Nine comedians have sold out Madison Square Garden in New York City during their careers. Louis CK is one of them.
In his latest special “2017,” released on Netflix April 4, CK pulls no punches as he maintains his spot as one of the most prolific comedians of our time.
CK walks onto the Washington, D.C. stage dressed in a suit. He’s clearly ambivalent about it, as his tie hangs loosely around his neck. He commands the room no less.
Immediately, after little pleasantry, he dives into abortion, pulling no punches with a series of trumped up, shock-and-awe jokes about how, in his opinion, women should be allowed to kill babies.
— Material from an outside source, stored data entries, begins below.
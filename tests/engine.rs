use chrono::{DateTime, Duration, TimeZone, Utc};
use commitboard::{
    aggregate_by_contributor, aggregate_by_workspace, compute_stats, normalize_all,
    repository_stats, CommitRecord, DashboardViews, RawCommit,
};
use commitboard::filter::filter_contributors;
use pretty_assertions::assert_eq;

fn raw(hash: &str, author: &str, date: &str, project: &str) -> RawCommit {
    RawCommit {
        hash: Some(hash.to_string()),
        message: Some(format!("commit {hash}")),
        author: Some(author.to_string()),
        date: Some(date.to_string()),
        project: Some(project.to_string()),
        workspace: Some("team-one".to_string()),
    }
}

fn record(hash: &str, author: &str, project: &str, workspace: &str, ts: DateTime<Utc>) -> CommitRecord {
    CommitRecord {
        hash: hash.to_string(),
        message: format!("commit {hash}"),
        author: author.to_string(),
        timestamp: ts,
        project: project.to_string(),
        workspace: workspace.to_string(),
    }
}

fn ann_bo_records() -> (Vec<CommitRecord>, DateTime<Utc>, DateTime<Utc>) {
    let d1 = Utc.with_ymd_and_hms(2024, 3, 1, 10, 0, 0).unwrap();
    let d2 = Utc.with_ymd_and_hms(2024, 3, 4, 10, 0, 0).unwrap();
    let records = normalize_all(vec![
        raw("a1", "Ann <a@x.com>", "2024-03-01T10:00:00+00:00", "P1"),
        raw("a2", "Ann <a@x.com>", "2024-03-04T10:00:00+00:00", "P1"),
        raw("b1", "Bo", "2024-03-04T10:00:00+00:00", "P1"),
    ]);
    (records, d1, d2)
}

#[test]
fn ann_bo_grouping_scenario() {
    let (records, d1, d2) = ann_bo_records();
    let groups = aggregate_by_contributor(&records);

    assert_eq!(groups.len(), 2);
    assert_eq!(groups[0].name, "Ann");
    assert_eq!(groups[0].projects.len(), 1);
    assert_eq!(groups[0].projects[0].project, "P1");
    let ann_timestamps: Vec<_> = groups[0].projects[0].commits.iter().map(|c| c.timestamp).collect();
    assert_eq!(ann_timestamps, vec![d2, d1]);

    assert_eq!(groups[1].name, "Bo");
    assert_eq!(groups[1].projects[0].commits.len(), 1);
    assert_eq!(groups[1].projects[0].commits[0].timestamp, d2);
}

#[test]
fn ann_bo_stats_scenario() {
    let (records, _, d2) = ann_bo_records();
    let summary = compute_stats(&records, &d2);

    assert_eq!(summary.total_commits, 3);
    assert_eq!(summary.author_stats.len(), 2);
    assert_eq!(summary.author_stats["Ann"].total_commits, 2);
    assert_eq!(summary.author_stats["Ann"].percentage, 66.7);
    assert_eq!(summary.author_stats["Bo"].total_commits, 1);
    assert_eq!(summary.author_stats["Bo"].percentage, 33.3);
}

#[test]
fn empty_set_yields_zero_summary() {
    let now = Utc.with_ymd_and_hms(2024, 3, 5, 12, 0, 0).unwrap();
    let summary = compute_stats(&[], &now);
    assert_eq!(summary.total_commits, 0);
    assert_eq!(summary.today_commits, 0);
    assert_eq!(summary.last_week_commits, 0);
    assert_eq!(summary.last_month_commits, 0);
    assert!(summary.author_stats.is_empty());
    assert!(summary.timeline.is_empty());
}

#[test]
fn record_missing_hash_is_dropped_silently() {
    let mut bad = raw("ignored", "Cara", "2024-03-02T09:00:00+00:00", "P1");
    bad.hash = None;
    let records = normalize_all(vec![
        raw("a1", "Ann", "2024-03-01T10:00:00+00:00", "P1"),
        bad,
        raw("b1", "Bo", "2024-03-03T10:00:00+00:00", "P1"),
    ]);

    assert_eq!(records.len(), 2);
    let groups = aggregate_by_contributor(&records);
    let names: Vec<_> = groups.iter().map(|g| g.name.as_str()).collect();
    assert_eq!(names, vec!["Bo", "Ann"]);
}

#[test]
fn grouping_is_a_partition_of_the_input() {
    let now = Utc.with_ymd_and_hms(2024, 3, 5, 12, 0, 0).unwrap();
    let records = vec![
        record("a", "Ann", "p1", "w1", now - Duration::days(1)),
        record("b", "Ann", "p2", "w1", now - Duration::days(2)),
        record("c", "Bo", "p1", "w2", now - Duration::days(3)),
        record("d", "Cara", "p3", "w2", now - Duration::days(4)),
    ];

    let groups = aggregate_by_contributor(&records);
    let mut seen: Vec<&str> = groups
        .iter()
        .flat_map(|g| g.projects.iter())
        .flat_map(|p| p.commits.iter().map(|c| c.hash.as_str()))
        .collect();
    seen.sort();
    assert_eq!(seen, vec!["a", "b", "c", "d"]);
}

#[test]
fn aggregation_is_idempotent() {
    let (records, _, _) = ann_bo_records();
    assert_eq!(aggregate_by_contributor(&records), aggregate_by_contributor(&records));
    assert_eq!(aggregate_by_workspace(&records), aggregate_by_workspace(&records));
}

#[test]
fn equal_timestamps_keep_fetch_order() {
    let ts = Utc.with_ymd_and_hms(2024, 3, 4, 10, 0, 0).unwrap();
    let records = vec![
        record("first", "Ann", "p1", "w1", ts),
        record("second", "Ann", "p1", "w1", ts),
        record("third", "Ann", "p1", "w1", ts),
    ];

    let groups = aggregate_by_contributor(&records);
    let hashes: Vec<_> = groups[0].projects[0].commits.iter().map(|c| c.hash.as_str()).collect();
    assert_eq!(hashes, vec!["first", "second", "third"]);
}

#[test]
fn filtering_never_grows_the_result() {
    let (records, _, _) = ann_bo_records();
    let unfiltered = filter_contributors(aggregate_by_contributor(&records), "");
    for query in ["a", "ann", "p1", "zzz"] {
        let filtered = filter_contributors(aggregate_by_contributor(&records), query);
        assert!(filtered.len() <= unfiltered.len(), "query {query:?} grew the view");
    }
}

#[test]
fn author_counts_and_percentages_sum_up() {
    let now = Utc.with_ymd_and_hms(2024, 3, 5, 12, 0, 0).unwrap();
    let records = vec![
        record("a", "Ann", "p1", "w1", now - Duration::hours(1)),
        record("b", "Bo", "p1", "w1", now - Duration::hours(2)),
        record("c", "Cara", "p1", "w1", now - Duration::hours(3)),
    ];

    let summary = compute_stats(&records, &now);
    let count_sum: usize = summary.author_stats.values().map(|a| a.total_commits).sum();
    assert_eq!(count_sum, summary.total_commits);

    let pct_sum: f64 = summary.author_stats.values().map(|a| a.percentage).sum();
    let tolerance = 0.1 * summary.author_stats.len() as f64;
    assert!((pct_sum - 100.0).abs() <= tolerance, "percentages sum to {pct_sum}");
}

#[test]
fn repository_stats_scope_to_one_repository() {
    let now = Utc.with_ymd_and_hms(2024, 3, 5, 12, 0, 0).unwrap();
    let records = vec![
        record("a", "Ann", "p1", "w1", now - Duration::hours(1)),
        record("b", "Ann", "p1", "w2", now - Duration::hours(2)),
        record("c", "Ann", "p2", "w1", now - Duration::hours(3)),
    ];

    let summary = repository_stats(&records, "w1", "p1", &now);
    assert_eq!(summary.total_commits, 1);
    assert_eq!(summary.author_stats["Ann"].percentage, 100.0);
}

#[test]
fn assembled_views_and_totals_reflect_the_query() {
    let now = Utc.with_ymd_and_hms(2024, 3, 5, 12, 0, 0).unwrap();
    let records = vec![
        record("a", "Ann", "billing", "w1", now - Duration::hours(1)),
        record("b", "Ann", "web", "w1", now - Duration::hours(2)),
        record("c", "Bo", "web", "w2", now - Duration::hours(3)),
    ];

    let views = DashboardViews::assemble(&records, "web");
    let totals = views.project_totals();
    assert_eq!(totals.projects, 1);
    assert_eq!(totals.contributors, 2);
    assert_eq!(totals.commits, 2);

    let all = DashboardViews::build(&records);
    assert_eq!(all.contributor_totals().contributors, 2);
    assert_eq!(all.contributor_totals().projects, 2);
    assert_eq!(all.workspace_totals().workspaces, 2);
    assert_eq!(all.workspace_totals().commits, 3);
}

#[test]
fn summaries_serialize_with_dashboard_field_names() {
    let now = Utc.with_ymd_and_hms(2024, 3, 5, 12, 0, 0).unwrap();
    let records = vec![record("a", "Ann", "p1", "w1", now - Duration::hours(1))];

    let summary = compute_stats(&records, &now);
    let json = serde_json::to_value(&summary).unwrap();
    assert_eq!(json["total_commits"], 1);
    assert_eq!(json["author_stats"]["Ann"]["percentage"], 100.0);
    assert!(json["timeline"].as_array().is_some());
}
The jokes themselves are funny, but their loaded language reinforces a sense of doubt that CK is qualified to speak to women’s reproductive rights.
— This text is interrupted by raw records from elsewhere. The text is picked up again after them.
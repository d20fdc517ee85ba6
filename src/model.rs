use chrono::{DateTime, NaiveDate, Utc};
use serde::{Deserialize, Serialize};
use std::collections::BTreeMap;

/// Workspace assigned to commits whose source carried none.
pub const DEFAULT_WORKSPACE: &str = "Default Workspace";

/// A commit as handed over by the fetch collaborator, before validation.
/// Every field is optional; the normalizer decides what is fatal.
#[derive(Debug, Clone, Default, Serialize, Deserialize)]
pub struct RawCommit {
    #[serde(default)]
    pub hash: Option<String>,
    #[serde(default)]
    pub message: Option<String>,
    #[serde(default)]
    pub author: Option<String>,
    #[serde(default)]
    pub date: Option<String>,
    #[serde(default)]
    pub project: Option<String>,
    #[serde(default)]
    pub workspace: Option<String>,
}

/// Canonical normalized commit. `author` is the display name with any
/// trailing `<...>` identity suffix already stripped.
#[derive(Debug, Clone, PartialEq, Eq, Serialize, Deserialize)]
pub struct CommitRecord {
    pub hash: String,
    pub message: String,
    pub author: String,
    pub timestamp: DateTime<Utc>,
    pub project: String,
    pub workspace: String,
}

/// One contributor's commits within one project, newest first.
#[derive(Debug, Clone, PartialEq, Serialize, Deserialize)]
pub struct ProjectCommits {
    pub project: String,
    pub commits: Vec<CommitRecord>,
}

impl ProjectCommits {
    /// The `n` most recent commits (the dashboards preview three).
    pub fn recent(&self, n: usize) -> &[CommitRecord] {
        &self.commits[..self.commits.len().min(n)]
    }
}

/// A contributor and their per-project activity, projects ordered by
/// most recent commit.
#[derive(Debug, Clone, PartialEq, Serialize, Deserialize)]
pub struct ContributorGroup {
    pub name: String,
    pub projects: Vec<ProjectCommits>,
}

impl ContributorGroup {
    /// Avatar initial: uppercased first character of the display name.
    pub fn initial(&self) -> Option<char> {
        self.name.chars().next().map(|c| c.to_ascii_uppercase())
    }

    pub fn commit_count(&self) -> usize {
        self.projects.iter().map(|p| p.commits.len()).sum()
    }
}

/// One contributor's commits inside a project group, newest first.
#[derive(Debug, Clone, PartialEq, Serialize, Deserialize)]
pub struct ContributorCommits {
    pub name: String,
    pub commits: Vec<CommitRecord>,
}

impl ContributorCommits {
    pub fn initial(&self) -> Option<char> {
        self.name.chars().next().map(|c| c.to_ascii_uppercase())
    }

    pub fn recent(&self, n: usize) -> &[CommitRecord] {
        &self.commits[..self.commits.len().min(n)]
    }
}

/// A project and the contributors active in it.
#[derive(Debug, Clone, PartialEq, Serialize, Deserialize)]
pub struct ProjectGroup {
    pub project: String,
    pub contributors: Vec<ContributorCommits>,
}

impl ProjectGroup {
    pub fn commit_count(&self) -> usize {
        self.contributors.iter().map(|c| c.commits.len()).sum()
    }
}

/// A workspace and the projects active in it, one nesting level above
/// [`ProjectGroup`].
#[derive(Debug, Clone, PartialEq, Serialize, Deserialize)]
pub struct WorkspaceGroup {
    pub workspace: String,
    pub projects: Vec<ProjectGroup>,
}

impl WorkspaceGroup {
    pub fn commit_count(&self) -> usize {
        self.projects.iter().map(|p| p.commit_count()).sum()
    }
}

/// Per-author share of one repository's commits.
#[derive(Debug, Clone, PartialEq, Serialize, Deserialize)]
pub struct AuthorStats {
    pub total_commits: usize,
    /// Share of the repository total, rounded to one decimal place.
    pub percentage: f64,
}

/// One calendar day's commit counts, total and per author. `by_author`
/// carries an entry for every author present anywhere in the scoped set so
/// chart series stay equal-length across dates.
#[derive(Debug, Clone, PartialEq, Serialize, Deserialize)]
pub struct TimelineBucket {
    pub date: NaiveDate,
    pub total: usize,
    pub by_author: BTreeMap<String, usize>,
}

/// Summary statistics for one repository's commit set.
#[derive(Debug, Clone, PartialEq, Default, Serialize, Deserialize)]
pub struct StatsSummary {
    pub total_commits: usize,
    pub today_commits: usize,
    pub last_week_commits: usize,
    pub last_month_commits: usize,
    pub author_stats: BTreeMap<String, AuthorStats>,
    pub timeline: Vec<TimelineBucket>,
}

/// Headline counters for the contributor view.
#[derive(Debug, Clone, PartialEq, Eq, Serialize, Deserialize)]
pub struct ContributorTotals {
    pub contributors: usize,
    pub projects: usize,
    pub commits: usize,
}

/// Headline counters for the project view.
#[derive(Debug, Clone, PartialEq, Eq, Serialize, Deserialize)]
pub struct ProjectTotals {
    pub projects: usize,
    pub contributors: usize,
    pub commits: usize,
}

/// Headline counters for the workspace view.
#[derive(Debug, Clone, PartialEq, Eq, Serialize, Deserialize)]
pub struct WorkspaceTotals {
    pub workspaces: usize,
    pub projects: usize,
    pub contributors: usize,
    pub commits: usize,
}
It’s this borderline offensive commentary on social issues for which CK is very well known at this point. Whether or not those in the audience choose to buy into his raunchy brand is up to them, but despite his occasionally controversial remarks, it can’t be denied CK knows what he’s doing. The jokes may be triggering, but they are articulate and premeditated.
The set continues with jokes reflecting on religion and the implicit “victory” of Christianity as the ultimate timekeeper. It’s clear CK is hitting his stride with these jokes. His signature disdain with the highest of institutions shines through as he jokes “all of us are keeping time, together!” and those alive during the last BCE years must have been freaking out when they found out time was counting down.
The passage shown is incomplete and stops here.